Me, two of my campers, and Danielle (Squeamish)
I remember when I was first given the name Nala. I took the longest to name out of the whole staff. The staff shouted out name after name for me, but none of them felt like me, until Nala. I have always loved the Lion King and when I was a little girl, I named one of my dolls Nala. I knew it was going to be my name. I loved it.
For the rest of summer 2010, I was Nala. And I was so happy about it. I never knew that name would grow to be something I identified with. During the summer I spent at Canby Grove, I felt incredibly alive. I had dreamed of being a camp counselor for as long as I can remember. And I was living my dream, finally. I had applied for years to work as one, and I had finally been selected.
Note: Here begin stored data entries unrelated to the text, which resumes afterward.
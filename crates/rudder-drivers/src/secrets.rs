//! Secret store boundary.

use async_trait::async_trait;
use std::collections::BTreeMap;
use thiserror::Error;

/// Read-side client of the secret store.
#[async_trait]
pub trait SecretReader: Send + Sync {
    /// Key/value payload of one named secret within an organization.
    async fn get_secret(
        &self,
        organization_id: &str,
        name: &str,
    ) -> Result<BTreeMap<String, String>, SecretError>;
}

#[derive(Debug, Clone, Error)]
#[error("secret {name:?}: {message}")]
pub struct SecretError {
    pub name: String,
    pub message: String,
}

/// Resolves every named secret and merges the payloads into one map. Later
/// names win on key collisions. Values never land on the entity.
pub async fn resolve_secrets(
    reader: &dyn SecretReader,
    organization_id: &str,
    names: &[String],
) -> Result<BTreeMap<String, String>, SecretError> {
    let mut merged = BTreeMap::new();
    for name in names {
        let payload = reader.get_secret(organization_id, name).await?;
        merged.extend(payload);
    }
    Ok(merged)
}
My relationship with God was the best it has ever been. I was consistent in spending time with God daily and I was experiencing real Joy. For the summer, the staff each picked a word that we felt was something to lay down to God and to be this summer. I picked joy. I naturally struggle with being a happy person and so experiencing true joy was amazing.
As the summer went on, I was amazed at how God was using me. I was embracing and enjoying how the staff was bonding and how close we all were. It is rare for me to feel so accepted and loved in a community, but I did.
The name Nala brings joy to my heart. I associate the name with a time of my life where I was me. I wasn't hiding or running. I was simply ME. There's nothing more beautiful than diligently following God and being content with the person he created you to be.